(Collection entries)
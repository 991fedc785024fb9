use crate::models::DateRange;
use crate::normalize::date_key;
use serde::Deserialize;
use std::collections::BTreeMap;
use std::fmt;
use std::time::Duration;

#[derive(Debug, Clone, Default, Deserialize)]
pub struct BasicTypeDecl {
    #[serde(default)]
    pub type_id: String,
    #[serde(default)]
    pub name: String,
    #[serde(default)]
    pub color: Option<String>,
    #[serde(default)]
    pub visible: Option<bool>,
    #[serde(default)]
    pub axis_type: Option<String>,
}

#[derive(Debug, Clone, Deserialize)]
pub struct BasicEntry {
    #[serde(default)]
    pub name: String,
    #[serde(default)]
    pub type_id: String,
    #[serde(default)]
    pub estimation: f64,
}

#[derive(Debug, Clone, Default, Deserialize)]
pub struct BasicPayload {
    #[serde(default)]
    pub statement_types: Vec<BasicTypeDecl>,
    #[serde(default)]
    pub user_statments: BTreeMap<String, Vec<BasicEntry>>,
}

impl BasicPayload {
    pub fn is_empty(&self) -> bool {
        self.statement_types.is_empty() && self.user_statments.is_empty()
    }
}

#[derive(Debug, Clone, Deserialize)]
pub struct CustomEntry {
    #[serde(default)]
    pub name: String,
    #[serde(default)]
    pub estimation: f64,
}

#[derive(Debug, Clone, Default, Deserialize)]
pub struct CustomPayload {
    #[serde(default)]
    pub costume_statements_names: Vec<String>,
    #[serde(default)]
    pub user_costume_statments: BTreeMap<String, Vec<CustomEntry>>,
}

impl CustomPayload {
    pub fn is_empty(&self) -> bool {
        self.costume_statements_names.is_empty() && self.user_costume_statments.is_empty()
    }
}

#[derive(Debug, Clone, Deserialize)]
pub struct BinaryEntry {
    #[serde(default)]
    pub name: String,
    #[serde(default)]
    pub answer: bool,
}

#[derive(Debug, Clone, Default, Deserialize)]
pub struct BinaryPayload {
    #[serde(default)]
    pub binary_answer_names: Vec<String>,
    #[serde(default)]
    pub binary_answer: BTreeMap<String, Vec<BinaryEntry>>,
}

impl BinaryPayload {
    pub fn is_empty(&self) -> bool {
        self.binary_answer_names.is_empty() && self.binary_answer.is_empty()
    }
}

#[derive(Debug, Clone, Deserialize)]
pub struct NoteEntry {
    #[serde(default)]
    pub note: String,
}

#[derive(Debug, Clone, Default, Deserialize)]
pub struct NotesPayload {
    #[serde(default)]
    pub notes: BTreeMap<String, Vec<NoteEntry>>,
}

impl NotesPayload {
    pub fn is_empty(&self) -> bool {
        self.notes.is_empty()
    }
}

#[derive(Debug, Default)]
pub struct SourceBundle {
    pub basic: BasicPayload,
    pub custom: CustomPayload,
    pub binary: BinaryPayload,
    pub notes: NotesPayload,
}

#[derive(Debug)]
pub struct FetchError {
    pub source: &'static str,
    pub error: reqwest::Error,
}

impl fmt::Display for FetchError {
    fn fmt(&self, f: &mut fmt::Formatter<'_>) -> fmt::Result {
        write!(f, "fetching {}: {}", self.source, self.error)
    }
}

impl std::error::Error for FetchError {
    fn source(&self) -> Option<&(dyn std::error::Error + 'static)> {
        Some(&self.error)
    }
}

#[derive(Debug, Clone)]
pub struct StatsClient {
    http: reqwest::Client,
    base: String,
}

impl StatsClient {
    pub fn new(base: &str, timeout: Duration) -> Result<Self, reqwest::Error> {
        let http = reqwest::Client::builder().timeout(timeout).build()?;
        Ok(Self {
            http,
            base: base.trim_end_matches('/').to_string(),
        })
    }

    // All four sources must answer before normalization starts; the first
    // failure fails the whole refresh so a partial chart is never shown.
    pub async fn fetch_all(&self, user: u64, range: &DateRange) -> Result<SourceBundle, FetchError> {
        let (basic, custom, binary, notes) = tokio::try_join!(
            self.fetch::<BasicPayload>("statements", user, range),
            self.fetch::<CustomPayload>("costume-statements", user, range),
            self.fetch::<BinaryPayload>("binary-answers", user, range),
            self.fetch::<NotesPayload>("dairy-notes", user, range),
        )?;
        Ok(SourceBundle {
            basic,
            custom,
            binary,
            notes,
        })
    }

    async fn fetch<T>(&self, path: &'static str, user: u64, range: &DateRange) -> Result<T, FetchError>
    where
        T: serde::de::DeserializeOwned,
    {
        let url = format!("{}/{}/{}", self.base, path, user);
        let response = self
            .http
            .get(&url)
            .query(&[
                ("date_from", date_key(range.from)),
                ("date_to", date_key(range.to)),
            ])
            .send()
            .await
            .and_then(|response| response.error_for_status())
            .map_err(|error| FetchError { source: path, error })?;

        response
            .json::<T>()
            .await
            .map_err(|error| FetchError { source: path, error })
    }
}

#[cfg(test)]
mod tests {
    use super::*;

    #[test]
    fn empty_object_is_a_valid_no_data_body() {
        let basic: BasicPayload = serde_json::from_str("{}").unwrap();
        let custom: CustomPayload = serde_json::from_str("{}").unwrap();
        let binary: BinaryPayload = serde_json::from_str("{}").unwrap();
        let notes: NotesPayload = serde_json::from_str("{}").unwrap();
        assert!(basic.is_empty());
        assert!(custom.is_empty());
        assert!(binary.is_empty());
        assert!(notes.is_empty());
    }

    #[test]
    fn basic_payload_round_trips_the_wire_shape() {
        let payload: BasicPayload = serde_json::from_value(serde_json::json!({
            "statement_types": [
                {"type_id": "1", "name": "Mood", "color": "#ff6b4a"},
                {"type_id": "2", "name": "Sleep", "visible": false}
            ],
            "user_statments": {
                "2024-01-01": [{"name": "Mood", "type_id": "1", "estimation": 7}]
            }
        }))
        .unwrap();

        assert!(!payload.is_empty());
        assert_eq!(payload.statement_types.len(), 2);
        assert_eq!(payload.statement_types[0].color.as_deref(), Some("#ff6b4a"));
        assert_eq!(payload.statement_types[1].visible, Some(false));
        assert_eq!(payload.user_statments["2024-01-01"][0].estimation, 7.0);
    }

    #[test]
    fn unknown_wire_fields_are_ignored() {
        let payload: BinaryPayload = serde_json::from_value(serde_json::json!({
            "binary_answer_names": ["Stress"],
            "binary_answer": {
                "2024-02-01": [{"name": "Stress", "type_id": 4, "answer": true}]
            }
        }))
        .unwrap();

        assert_eq!(payload.binary_answer["2024-02-01"][0].name, "Stress");
        assert!(payload.binary_answer["2024-02-01"][0].answer);
    }
}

What is required:
Look through the entries above and work out how many lines contain the string "path". Give that number alone.

Answer to the problem:
4